Von Carsten Schmiester | 16.04.2018
    Finnlands Präsident Sauli Niinistö mit Wladimir Putin in Naantali 2016
    Finnlands Präsident Sauli Niinistö hält es für wichtig, dass die Kluft zwischen dem Westen und Russland nicht noch weiter aufreißt (AFP)
    "Ich halte es für wichtig, einen offenen Gesprächskanal zu haben. Weltweit ist noch kein Frieden per Telefon geschaffen worden und auch diese Situation wird so nicht gelöst."
    Finnlands Präsident Sauli Niinistö vor dreieinhalb Jahren vor seinem Abflug nach Moskau. Er wollte den russischen Kollegen Wladimir Putin treffen, obwohl die Krim-Annexion nur wenige Wochen zurücklag. Auch in Finnland gab es Kritik an der Reise, aber die war eher leise. Das Land hat eine etwa 1.300 Kilometer lange Grenze mit Russland. Nach dem Zweiten Weltkrieg behielt es trotz der unmittelbaren Nachbarschaft zum kommunistischen Sieger seine Souveränität, seine demokratische Verfassung und Marktwirtschaft, nahm von da an aber stets Rücksicht auf Moskau, auch wenn es offiziell zwischen den Blöcken neutral blieb. Kritiker der deutschen Annäherungspolitik an den Osten in den 1970er und ‘80er Jahren prägten dafür den nicht eben positiv besetzten Begriff "Finnlandisierung". Die Finnen selbst sprechen lieber von Pragmatismus, der ihnen ihre Freiheit gesichert habe.
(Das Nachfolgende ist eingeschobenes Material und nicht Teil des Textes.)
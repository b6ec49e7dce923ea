//! vault-kv - A caching client for KV v2 secret stores
//!
//! Translates path-based list/read/write/delete/search operations into KV v2
//! wire calls, caching listings and secret values with independent TTLs and
//! keeping both caches coherent across writes, deletes and namespace switches.

pub mod cache;
pub mod client;
pub mod config;
pub mod error;
pub mod models;
pub mod path;
pub mod search;
pub mod tasks;
pub mod transport;

pub use client::{ClientCaches, ConnectionDescriptor, SecretStoreClient};
pub use config::Config;
pub use error::{Result, VaultError};
pub use search::{SearchEngine, SearchOptions, SearchResults};
pub use tasks::spawn_cleanup_task;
Professor Mika Kallioinen ist Historiker an der Universität Turku.
    "Russland war, ist und bleibt die größte politische Herausforderung. Ich will nicht von einer Bedrohung sprechen, aber es gibt doch eine politische Realität auf der anderen Seite der Ostgrenze, die Finnland berücksichtigen muss."
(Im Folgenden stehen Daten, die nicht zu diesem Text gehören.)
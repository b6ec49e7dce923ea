//! TTL Cache Module
//!
//! Main cache engine: a HashMap of [`CacheEntry`] values with lazy expiry on
//! access, an explicit sweep, and prefix/regex bulk invalidation.

use std::collections::HashMap;
use std::time::Duration;

use parking_lot::Mutex;

use crate::cache::{CacheEntry, CacheStats, KeyPattern};

// == TTL Cache ==
/// Thread-safe key/value cache with per-entry expiry.
///
/// Entries are live while `elapsed < ttl`. A dead entry is never returned,
/// whether or not [`TtlCache::purge_expired`] has swept it yet. No capacity
/// bound is enforced.
///
/// The map is guarded by a mutex so one cache can be shared by concurrent
/// tasks; no operation performs I/O while holding the lock.
#[derive(Debug)]
pub struct TtlCache<V> {
    inner: Mutex<Inner<V>>,
    /// TTL applied by [`TtlCache::set`]
    default_ttl: Duration,
}

#[derive(Debug)]
struct Inner<V> {
    entries: HashMap<String, CacheEntry<V>>,
    stats: CacheStats,
    /// Bumped by every invalidation or clear
    generation: u64,
    /// Generation at which each key was last invalidated on its own
    invalidated_at: HashMap<String, u64>,
    /// Generation of the last pattern invalidation or clear
    bulk_invalidated_at: u64,
}

impl<V> Inner<V> {
    fn invalidated_since(&self, key: &str, generation: u64) -> bool {
        self.bulk_invalidated_at > generation
            || self
                .invalidated_at
                .get(key)
                .map_or(false, |&at| at > generation)
    }

    fn bump_bulk(&mut self) {
        self.generation += 1;
        self.bulk_invalidated_at = self.generation;
        self.invalidated_at.clear();
    }
}

impl<V: Clone> TtlCache<V> {
    // == Constructor ==
    /// Creates an empty cache.
    ///
    /// # Arguments
    /// * `default_ttl` - TTL for entries stored without an explicit one
    pub fn new(default_ttl: Duration) -> Self {
        Self {
            inner: Mutex::new(Inner {
                entries: HashMap::new(),
                stats: CacheStats::new(),
                generation: 0,
                invalidated_at: HashMap::new(),
                bulk_invalidated_at: 0,
            }),
            default_ttl,
        }
    }

    /// Returns the TTL used by [`TtlCache::set`].
    pub fn default_ttl(&self) -> Duration {
        self.default_ttl
    }

    // == Get ==
    /// Returns the value for `key` if present and live.
    ///
    /// An expired entry is removed as a side effect and reported as absent.
    pub fn get(&self, key: &str) -> Option<V> {
        let mut inner = self.inner.lock();
        match inner.entries.get(key) {
            Some(entry) if !entry.is_expired() => {
                let value = entry.value.clone();
                inner.stats.record_hit();
                Some(value)
            }
            Some(_) => {
                inner.entries.remove(key);
                inner.stats.record_expirations(1);
                inner.stats.record_miss();
                None
            }
            None => {
                inner.stats.record_miss();
                None
            }
        }
    }

    // == Has ==
    /// Returns true if `key` holds a live entry. Same liveness rules as `get`.
    pub fn has(&self, key: &str) -> bool {
        let mut inner = self.inner.lock();
        match inner.entries.get(key) {
            Some(entry) if !entry.is_expired() => true,
            Some(_) => {
                inner.entries.remove(key);
                inner.stats.record_expirations(1);
                false
            }
            None => false,
        }
    }

    // == Set ==
    /// Stores `value` under `key` with the default TTL, replacing any entry.
    pub fn set(&self, key: impl Into<String>, value: V) {
        self.set_with_ttl(key, value, self.default_ttl);
    }

    /// Stores `value` under `key` with an explicit TTL, replacing any entry.
    pub fn set_with_ttl(&self, key: impl Into<String>, value: V, ttl: Duration) {
        let mut inner = self.inner.lock();
        inner.entries.insert(key.into(), CacheEntry::new(value, ttl));
    }

    /// Stores `value` only if `key` was not invalidated since `generation` was read.
    ///
    /// A fetch that started before a write invalidated the key would otherwise
    /// put the pre-write value back. Invalidations of other keys do not count;
    /// pattern invalidations and clears count for every key. Returns true if
    /// the value was stored.
    pub fn set_if_generation(&self, key: impl Into<String>, value: V, generation: u64) -> bool {
        let key = key.into();
        let mut inner = self.inner.lock();
        if inner.invalidated_since(&key, generation) {
            return false;
        }
        inner
            .entries
            .insert(key, CacheEntry::new(value, self.default_ttl));
        true
    }

    /// Current invalidation generation.
    pub fn generation(&self) -> u64 {
        self.inner.lock().generation
    }

    // == Invalidate ==
    /// Removes `key` if present.
    ///
    /// The key is marked even when absent, since a fetch for it may be in flight.
    pub fn invalidate(&self, key: &str) {
        let mut inner = self.inner.lock();
        inner.generation += 1;
        let generation = inner.generation;
        inner.invalidated_at.insert(key.to_string(), generation);
        if inner.entries.remove(key).is_some() {
            inner.stats.record_invalidations(1);
        }
    }

    /// Removes every key selected by `pattern` and returns how many were removed.
    ///
    /// A plain string is an anchored prefix match.
    pub fn invalidate_pattern(&self, pattern: impl Into<KeyPattern>) -> usize {
        let pattern = pattern.into();
        let mut inner = self.inner.lock();
        inner.bump_bulk();
        let before = inner.entries.len();
        inner.entries.retain(|key, _| !pattern.matches(key));
        let removed = before - inner.entries.len();
        inner.stats.record_invalidations(removed);
        removed
    }

    // == Clear ==
    /// Removes all entries.
    pub fn clear(&self) {
        let mut inner = self.inner.lock();
        inner.bump_bulk();
        let removed = inner.entries.len();
        inner.entries.clear();
        inner.stats.record_invalidations(removed);
    }

    // == Purge Expired ==
    /// Removes all entries whose TTL has elapsed.
    ///
    /// Returns the number of entries removed.
    pub fn purge_expired(&self) -> usize {
        let mut inner = self.inner.lock();
        let before = inner.entries.len();
        inner.entries.retain(|_, entry| !entry.is_expired());
        let removed = before - inner.entries.len();
        inner.stats.record_expirations(removed);
        removed
    }

    // == Introspection ==
    /// Number of stored entries, including dead ones not yet swept.
    pub fn len(&self) -> usize {
        self.inner.lock().entries.len()
    }

    /// Returns true if nothing is stored.
    pub fn is_empty(&self) -> bool {
        self.inner.lock().entries.is_empty()
    }

    /// Stored keys, including dead ones not yet swept. Order is unspecified.
    pub fn keys(&self) -> Vec<String> {
        self.inner.lock().entries.keys().cloned().collect()
    }

    /// Returns a snapshot of the cache counters.
    pub fn stats(&self) -> CacheStats {
        let inner = self.inner.lock();
        let mut stats = inner.stats.clone();
        stats.total_entries = inner.entries.len();
        stats
    }
}

// == Unit Tests ==
#[cfg(test)]
mod tests {
    use super::*;
    use regex::Regex;
    use std::sync::Arc;
    use std::thread::sleep;

    fn cache() -> TtlCache<String> {
        TtlCache::new(Duration::from_secs(300))
    }

    #[test]
    fn test_cache_new() {
        let cache = cache();
        assert_eq!(cache.len(), 0);
        assert!(cache.is_empty());
        assert_eq!(cache.default_ttl(), Duration::from_secs(300));
    }

    #[test]
    fn test_set_and_get() {
        let cache = cache();

        cache.set("key1", "value1".to_string());

        assert_eq!(cache.get("key1"), Some("value1".to_string()));
        assert!(cache.has("key1"));
        assert_eq!(cache.len(), 1);
    }

    #[test]
    fn test_get_nonexistent() {
        let cache = cache();
        assert_eq!(cache.get("nonexistent"), None);
        assert!(!cache.has("nonexistent"));
    }

    #[test]
    fn test_overwrite() {
        let cache = cache();

        cache.set("key1", "value1".to_string());
        cache.set("key1", "value2".to_string());

        assert_eq!(cache.get("key1"), Some("value2".to_string()));
        assert_eq!(cache.len(), 1);
    }

    #[test]
    fn test_expired_entry_removed_on_get() {
        let cache = cache();

        cache.set_with_ttl("short", "value".to_string(), Duration::from_millis(30));
        assert!(cache.get("short").is_some());

        sleep(Duration::from_millis(60));

        // Still physically stored until accessed
        assert_eq!(cache.len(), 1);
        assert_eq!(cache.get("short"), None);
        assert_eq!(cache.len(), 0);
    }

    #[test]
    fn test_expired_entry_removed_on_has() {
        let cache = cache();

        cache.set_with_ttl("short", "value".to_string(), Duration::ZERO);

        assert!(!cache.has("short"));
        assert!(cache.is_empty());
    }

    #[test]
    fn test_invalidate() {
        let cache = cache();

        cache.set("key1", "value1".to_string());
        cache.invalidate("key1");
        cache.invalidate("missing");

        assert!(cache.get("key1").is_none());
        assert!(cache.is_empty());
    }

    #[test]
    fn test_invalidate_prefix() {
        let cache = cache();

        cache.set("list:/app:root", "a".to_string());
        cache.set("list:/app/db:root", "b".to_string());
        cache.set("secret:/app:root", "c".to_string());

        let removed = cache.invalidate_pattern("list:/app");

        assert_eq!(removed, 2);
        assert_eq!(cache.get("secret:/app:root"), Some("c".to_string()));
        assert!(cache.get("list:/app:root").is_none());
    }

    #[test]
    fn test_invalidate_regex() {
        let cache = cache();

        cache.set("secret:/a:team-a", "a".to_string());
        cache.set("secret:/b:team-a", "b".to_string());
        cache.set("secret:/a:root", "c".to_string());

        let removed = cache.invalidate_pattern(Regex::new(":team-a$").unwrap());

        assert_eq!(removed, 2);
        assert_eq!(cache.keys(), vec!["secret:/a:root".to_string()]);
    }

    #[test]
    fn test_clear() {
        let cache = cache();

        cache.set("a", "1".to_string());
        cache.set("b", "2".to_string());
        cache.clear();

        assert!(cache.is_empty());
        assert_eq!(cache.stats().invalidations, 2);
    }

    #[test]
    fn test_purge_expired() {
        let cache = cache();

        cache.set_with_ttl("key1", "value1".to_string(), Duration::from_millis(20));
        cache.set_with_ttl("key2", "value2".to_string(), Duration::from_secs(10));

        sleep(Duration::from_millis(50));

        let removed = cache.purge_expired();
        assert_eq!(removed, 1);
        assert_eq!(cache.len(), 1);
        assert!(cache.get("key2").is_some());
    }

    #[test]
    fn test_stats() {
        let cache = cache();

        cache.set("key1", "value1".to_string());
        cache.get("key1");
        cache.get("nonexistent");

        let stats = cache.stats();
        assert_eq!(stats.hits, 1);
        assert_eq!(stats.misses, 1);
        assert_eq!(stats.total_entries, 1);
    }

    #[test]
    fn test_set_if_generation_rejects_stale_write() {
        let cache = cache();

        let generation = cache.generation();
        cache.invalidate("secret:/app:root");

        assert!(!cache.set_if_generation("secret:/app:root", "old".to_string(), generation));
        assert!(cache.get("secret:/app:root").is_none());

        let generation = cache.generation();
        assert!(cache.set_if_generation("secret:/app:root", "new".to_string(), generation));
        assert_eq!(cache.get("secret:/app:root"), Some("new".to_string()));
    }

    #[test]
    fn test_set_if_generation_ignores_other_keys() {
        let cache = cache();

        let generation = cache.generation();
        cache.invalidate("secret:/other:root");

        assert!(cache.set_if_generation("secret:/app:root", "fresh".to_string(), generation));
        assert!(!cache.set_if_generation("secret:/other:root", "old".to_string(), generation));
        assert_eq!(cache.get("secret:/app:root"), Some("fresh".to_string()));
    }

    #[test]
    fn test_set_if_generation_after_clear_or_pattern() {
        let cache = cache();

        let generation = cache.generation();
        cache.clear();
        assert!(!cache.set_if_generation("list:/app:root", "old".to_string(), generation));

        let generation = cache.generation();
        cache.invalidate_pattern("list:/zzz");
        assert!(!cache.set_if_generation("list:/app:root", "old".to_string(), generation));

        let generation = cache.generation();
        assert!(cache.set_if_generation("list:/app:root", "new".to_string(), generation));
        assert!(cache.has("list:/app:root"));
    }

    #[test]
    fn test_shared_across_threads() {
        let cache = Arc::new(cache());

        let handles: Vec<_> = (0..8)
            .map(|i| {
                let cache = Arc::clone(&cache);
                std::thread::spawn(move || {
                    for j in 0..50 {
                        cache.set(format!("key-{}-{}", i, j), "v".to_string());
                        cache.get(&format!("key-{}-{}", i, j));
                    }
                })
            })
            .collect();

        for handle in handles {
            handle.join().unwrap();
        }

        assert_eq!(cache.len(), 400);
        assert_eq!(cache.stats().hits, 400);
    }
}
    Vermittler mit Tradition
    Finnland ist geopolitisch "eingeklemmt" zwischen Ost und West, hat aus dieser vermeintlichen Schwäche aber eine Stärke gemacht und sich schon im Kalten Krieg als Mittler profiliert:
    "Unser Ziel ist, über Entschließungen hinaus zu praktischen Ergebnissen zu gelangen, um der Entspannungspolitik in Europa zusätzlich und mehr Substanz zu geben."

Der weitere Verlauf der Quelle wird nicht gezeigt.